> _Stored data entries_
+++++

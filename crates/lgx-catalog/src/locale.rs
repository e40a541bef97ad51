//! # Localisation
//!
//! Display text is looked up through a [`Localizer`] value passed to the
//! renderer. Keys are opaque strings; a missing key renders as the key
//! itself so an incomplete table degrades visibly instead of failing.
//!
//! Key families:
//!
//! | Prefix        | Example                          |
//! |---------------|----------------------------------|
//! | `milestone.`  | `milestone.customs_clearance`    |
//! | `status.`     | `status.completed_locked`        |
//! | `category.`   | `category.transport`             |
//! | `department.` | `department.finance`             |
//! | `label.`      | `label.progress`                 |

use std::collections::BTreeMap;
use std::path::Path;

use serde::{Deserialize, Serialize};

use lgx_core::{Department, MilestoneCategory};
use lgx_state::MilestoneStatus;

use crate::error::CatalogError;

// ─── Localizer ───────────────────────────────────────────────────────

/// Key-to-text lookup.
pub trait Localizer {
    /// The text for `key`, if the table has one.
    fn text(&self, key: &str) -> Option<&str>;

    /// The text for `key`, or `key` itself when missing.
    fn resolve<'a>(&'a self, key: &'a str) -> &'a str {
        self.text(key).unwrap_or(key)
    }
}

/// Message key for a derived status, e.g. `status.not_reached`.
pub fn status_key(status: MilestoneStatus) -> String {
    format!("status.{}", status.name().to_ascii_lowercase())
}

/// Message key for a category, e.g. `category.customs`.
pub fn category_key(category: MilestoneCategory) -> String {
    format!("category.{}", category.as_str())
}

/// Message key for a department, e.g. `department.finance`.
pub fn department_key(department: Department) -> String {
    format!("department.{}", department.as_str())
}

// ─── Locale ──────────────────────────────────────────────────────────

/// Languages with a built-in message table.
#[derive(Debug, Clone, Copy, PartialEq, Eq, Hash, Default, Serialize, Deserialize)]
#[serde(rename_all = "lowercase")]
pub enum Locale {
    /// English.
    #[default]
    En,
    /// Spanish.
    Es,
}

impl Locale {
    /// All built-in locales.
    pub fn all() -> &'static [Locale] {
        &[Self::En, Self::Es]
    }

    /// Returns the lowercase language tag.
    pub fn as_str(&self) -> &'static str {
        match self {
            Self::En => "en",
            Self::Es => "es",
        }
    }
}

impl std::fmt::Display for Locale {
    fn fmt(&self, f: &mut std::fmt::Formatter<'_>) -> std::fmt::Result {
        f.write_str(self.as_str())
    }
}

impl std::str::FromStr for Locale {
    type Err = CatalogError;

    fn from_str(s: &str) -> Result<Self, Self::Err> {
        match s.trim().to_ascii_lowercase().as_str() {
            "en" => Ok(Self::En),
            "es" => Ok(Self::Es),
            _ => Err(CatalogError::UnknownLocale(s.to_string())),
        }
    }
}

// ─── Message table ───────────────────────────────────────────────────

/// Flat key-to-text map for one locale.
#[derive(Debug, Clone, PartialEq, Eq, Serialize, Deserialize)]
pub struct MessageTable {
    /// Language of the table.
    pub locale: Locale,
    /// Key to display text.
    #[serde(default)]
    pub messages: BTreeMap<String, String>,
}

impl MessageTable {
    /// An empty table; every lookup falls back to the key.
    pub fn empty(locale: Locale) -> Self {
        Self {
            locale,
            messages: BTreeMap::new(),
        }
    }

    /// The compiled-in table for `locale`.
    pub fn builtin(locale: Locale) -> Self {
        let entries = match locale {
            Locale::En => EN,
            Locale::Es => ES,
        };
        Self {
            locale,
            messages: entries
                .iter()
                .map(|(k, v)| ((*k).to_string(), (*v).to_string()))
                .collect(),
        }
    }

    /// Load a table file and lay it over the built-in table of its locale.
    pub fn load(path: &Path) -> Result<Self, CatalogError> {
        let content = std::fs::read_to_string(path).map_err(|source| CatalogError::Io {
            path: path.to_path_buf(),
            source,
        })?;
        let overlay: MessageTable =
            serde_yaml::from_str(&content).map_err(|source| CatalogError::YamlParse {
                path: path.to_path_buf(),
                source,
            })?;
        let mut table = Self::builtin(overlay.locale);
        let overridden = overlay.messages.len();
        table.extend(overlay);
        tracing::debug!(path = %path.display(), locale = %table.locale, overridden, "loaded message table");
        Ok(table)
    }

    /// Add or replace every message of `other`. The locale stays as is.
    pub fn extend(&mut self, other: MessageTable) {
        self.messages.extend(other.messages);
    }

    /// Number of messages.
    pub fn len(&self) -> usize {
        self.messages.len()
    }

    /// Whether the table has no messages.
    pub fn is_empty(&self) -> bool {
        self.messages.is_empty()
    }
}

impl Localizer for MessageTable {
    fn text(&self, key: &str) -> Option<&str> {
        self.messages.get(key).map(String::as_str)
    }
}

// ─── Built-in tables ─────────────────────────────────────────────────

const EN: &[(&str, &str)] = &[
    ("milestone.order_received", "Order received"),
    ("milestone.booking_confirmed", "Booking confirmed"),
    ("milestone.documents_received", "Documents received"),
    ("milestone.departure_origin_airport", "Departure from origin airport"),
    ("milestone.arrival_destination_airport", "Arrival at destination airport"),
    ("milestone.customs_declaration_filed", "Customs declaration filed"),
    ("milestone.customs_inspection", "Customs inspection"),
    ("milestone.customs_clearance", "Customs clearance"),
    ("milestone.duties_paid", "Duties and taxes paid"),
    ("milestone.warehouse_receipt", "Warehouse receipt"),
    ("milestone.final_delivery", "Final delivery"),
    ("milestone.invoice_issued", "Invoice issued"),
    ("milestone.container_loaded", "Container loaded"),
    ("milestone.vessel_departure", "Vessel departure"),
    ("milestone.vessel_arrival", "Vessel arrival"),
    ("milestone.container_discharged", "Container discharged"),
    ("milestone.container_released", "Container released"),
    ("milestone.empty_container_returned", "Empty container returned"),
    ("milestone.cargo_pickup", "Cargo pickup"),
    ("milestone.export_declaration_filed", "Export declaration filed"),
    ("milestone.export_clearance", "Export clearance"),
    ("milestone.airway_bill_issued", "Air waybill issued"),
    ("milestone.proof_of_delivery", "Proof of delivery"),
    ("milestone.empty_container_pickup", "Empty container pickup"),
    ("milestone.cargo_gate_in", "Cargo gate-in at terminal"),
    ("milestone.bill_of_lading_issued", "Bill of lading issued"),
    ("status.not_reached", "Not reached"),
    ("status.available", "Available"),
    ("status.completed_final", "Completed"),
    ("status.completed_locked", "Completed (locked)"),
    ("status.excluded", "Not applicable"),
    ("category.operations", "Operations"),
    ("category.customs", "Customs"),
    ("category.transport", "Transport"),
    ("category.logistics", "Logistics"),
    ("category.commercial", "Commercial"),
    ("department.operations", "Operations"),
    ("department.customs", "Customs"),
    ("department.finance", "Finance"),
    ("label.progress", "Progress"),
    ("label.next_actionable", "Next step"),
    ("label.nothing_actionable", "Nothing to do"),
    ("label.date", "Date"),
    ("label.details", "Details"),
    ("label.agent", "Agent"),
    ("label.milestone", "Milestone"),
    ("label.status", "Status"),
    ("label.category", "Category"),
    ("label.department", "Department"),
    ("label.pending", "Pending"),
];

const ES: &[(&str, &str)] = &[
    ("milestone.order_received", "Pedido recibido"),
    ("milestone.booking_confirmed", "Reserva confirmada"),
    ("milestone.documents_received", "Documentos recibidos"),
    ("milestone.departure_origin_airport", "Salida del aeropuerto de origen"),
    ("milestone.arrival_destination_airport", "Llegada al aeropuerto de destino"),
    ("milestone.customs_declaration_filed", "Declaración aduanera presentada"),
    ("milestone.customs_inspection", "Inspección aduanera"),
    ("milestone.customs_clearance", "Despacho aduanero"),
    ("milestone.duties_paid", "Aranceles e impuestos pagados"),
    ("milestone.warehouse_receipt", "Recepción en almacén"),
    ("milestone.final_delivery", "Entrega final"),
    ("milestone.invoice_issued", "Factura emitida"),
    ("milestone.container_loaded", "Contenedor cargado"),
    ("milestone.vessel_departure", "Salida del buque"),
    ("milestone.vessel_arrival", "Llegada del buque"),
    ("milestone.container_discharged", "Contenedor descargado"),
    ("milestone.container_released", "Contenedor liberado"),
    ("milestone.empty_container_returned", "Contenedor vacío devuelto"),
    ("milestone.cargo_pickup", "Recogida de la carga"),
    ("milestone.export_declaration_filed", "Declaración de exportación presentada"),
    ("milestone.export_clearance", "Despacho de exportación"),
    ("milestone.airway_bill_issued", "Guía aérea emitida"),
    ("milestone.proof_of_delivery", "Prueba de entrega"),
    ("milestone.empty_container_pickup", "Retiro de contenedor vacío"),
    ("milestone.cargo_gate_in", "Ingreso de la carga a terminal"),
    ("milestone.bill_of_lading_issued", "Conocimiento de embarque emitido"),
    ("status.not_reached", "Pendiente"),
    ("status.available", "Disponible"),
    ("status.completed_final", "Completado"),
    ("status.completed_locked", "Completado (bloqueado)"),
    ("status.excluded", "No aplica"),
    ("category.operations", "Operaciones"),
    ("category.customs", "Aduanas"),
    ("category.transport", "Transporte"),
    ("category.logistics", "Logística"),
    ("category.commercial", "Comercial"),
    ("department.operations", "Operaciones"),
    ("department.customs", "Aduanas"),
    ("department.finance", "Finanzas"),
    ("label.progress", "Progreso"),
    ("label.next_actionable", "Siguiente paso"),
    ("label.nothing_actionable", "Nada pendiente"),
    ("label.date", "Fecha"),
    ("label.details", "Detalles"),
    ("label.agent", "Agente"),
    ("label.milestone", "Hito"),
    ("label.status", "Estado"),
    ("label.category", "Categoría"),
    ("label.department", "Departamento"),
    ("label.pending", "Pendiente"),
];

#[cfg(test)]
mod tests {
    use super::*;
    use crate::builtin::BuiltinCatalog;

    #[test]
    fn missing_keys_resolve_to_themselves() {
        let table = MessageTable::empty(Locale::En);
        assert_eq!(table.text("milestone.unknown"), None);
        assert_eq!(table.resolve("milestone.unknown"), "milestone.unknown");
    }

    #[test]
    fn builtin_tables_cover_the_same_keys() {
        let en = MessageTable::builtin(Locale::En);
        let es = MessageTable::builtin(Locale::Es);
        assert_eq!(
            en.messages.keys().collect::<Vec<_>>(),
            es.messages.keys().collect::<Vec<_>>()
        );
        assert_eq!(en.len(), EN.len());
    }

    #[test]
    fn builtin_tables_name_every_builtin_milestone() {
        for locale in Locale::all() {
            let table = MessageTable::builtin(*locale);
            for id in BuiltinCatalog::milestone_ids() {
                let key = format!("milestone.{id}");
                assert!(table.text(&key).is_some(), "{locale} lacks {key}");
            }
        }
    }

    #[test]
    fn status_category_and_department_keys_resolve() {
        let es = MessageTable::builtin(Locale::Es);
        for status in MilestoneStatus::all() {
            assert!(es.text(&status_key(*status)).is_some());
        }
        for category in MilestoneCategory::all() {
            assert!(es.text(&category_key(*category)).is_some());
        }
        for dept in Department::all() {
            assert!(es.text(&department_key(*dept)).is_some());
        }
        assert_eq!(es.resolve(&status_key(MilestoneStatus::Available)), "Disponible");
    }

    #[test]
    fn locale_parses_case_insensitively() {
        assert_eq!("ES".parse::<Locale>().unwrap(), Locale::Es);
        assert_eq!(" en ".parse::<Locale>().unwrap(), Locale::En);
        assert!(matches!(
            "fr".parse::<Locale>().unwrap_err(),
            CatalogError::UnknownLocale(_)
        ));
    }

    #[test]
    fn yaml_table_parses() {
        let table: MessageTable =
            serde_yaml::from_str("locale: es\nmessages:\n  milestone.custom: Hito propio\n").unwrap();
        assert_eq!(table.locale, Locale::Es);
        assert_eq!(table.resolve("milestone.custom"), "Hito propio");
    }

    #[test]
    fn load_overlays_builtin() {
        let dir = tempfile::tempdir().unwrap();
        let path = dir.path().join("messages.yaml");
        std::fs::write(
            &path,
            "locale: en\nmessages:\n  milestone.duties_paid: Duties settled\n  milestone.extra: Extra\n",
        )
        .unwrap();
        let table = MessageTable::load(&path).unwrap();
        assert_eq!(table.resolve("milestone.duties_paid"), "Duties settled");
        assert_eq!(table.resolve("milestone.extra"), "Extra");
        assert_eq!(table.resolve("milestone.final_delivery"), "Final delivery");
        assert_eq!(table.len(), EN.len() + 1);
    }
}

+++++

> _WORK ITEM_
In the records above, find the line containing "instead of failing." and restate word for word every line from the first through that one.

> _YOUR RESPONSE_
filename crates/lgx-catalog/src/locale.rs
repository e40a541bef97ad51
//! # Localisation
//!
//! Display text is looked up through a [`Localizer`] value passed to the
//! renderer. Keys are opaque strings; a missing key renders as the key
//! itself so an incomplete table degrades visibly instead of failing.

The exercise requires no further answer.